Task directions
Once the line containing "let seen = if" is found in the records below, return it and each following line exactly, up to and including the line containing "if prev.sources() != next.sources()", and nothing else.

· · ·

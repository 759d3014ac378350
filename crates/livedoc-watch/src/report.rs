//! Line-oriented rendering of workspace changes for the terminal.

use livedoc_client::{ConnectionStatus, RenderUpdate, WorkspaceSnapshot};
use livedoc_types::StreamEvent;
use serde_json::Value;

pub fn status_line(status: &ConnectionStatus) -> String {
    match status {
        ConnectionStatus::Connected => "[stream] connected".to_string(),
        ConnectionStatus::Disconnected => "[stream] disconnected".to_string(),
        ConnectionStatus::Reconnecting { attempt } => {
            format!("[stream] reconnecting (attempt {attempt})")
        }
        ConnectionStatus::Error(e) => format!("[stream] error: {e}"),
    }
}

pub fn update_line(update: &RenderUpdate) -> String {
    let (inserted, deleted) = update.script.change_counts();
    format!(
        "[document] +{inserted} -{deleted} tokens ({} chars)",
        update.text.chars().count()
    )
}

pub fn log_line(entry: &StreamEvent) -> String {
    let payload = match &entry.payload {
        Value::String(s) => s.clone(),
        other => other.to_string(),
    };
    if entry.timestamp.is_empty() {
        format!("[log] {payload}")
    } else {
        format!("[log] {} {payload}", entry.timestamp)
    }
}

/// Lines describing what changed between two snapshots, excluding the
/// document (reported through the view).
pub fn snapshot_lines(prev: &WorkspaceSnapshot, next: &WorkspaceSnapshot) -> Vec<String> {
    let mut lines = Vec::new();

    // A shorter log means the snapshot was reset; report it from the start.
    let seen = if next.log_entries().len() >= prev.log_entries().len() {
        prev.log_entries().len()
    } else {
        0
    };
    lines.extend(next.log_entries()[seen..].iter().map(log_line));

    if prev.sources() != next.sources() {
        lines.push(format!("[sources] {} entries", next.sources().len()));
        for source in next.sources() {
            match source {
                Value::String(s) => lines.push(format!("  - {s}")),
                other => lines.push(format!("  - {other}")),
            }
        }
    }

    if prev.export_status() != next.export_status() {
        lines.push(format!("[export] {}", next.export_status()));
    }
    lines
}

· · ·

Response area
    let seen = if next.log_entries().len() >= prev.log_entries().len() {
        prev.log_entries().len()
    } else {
        0
    };
    lines.extend(next.log_entries()[seen..].iter().map(log_line));

    if prev.sources() != next.sources() {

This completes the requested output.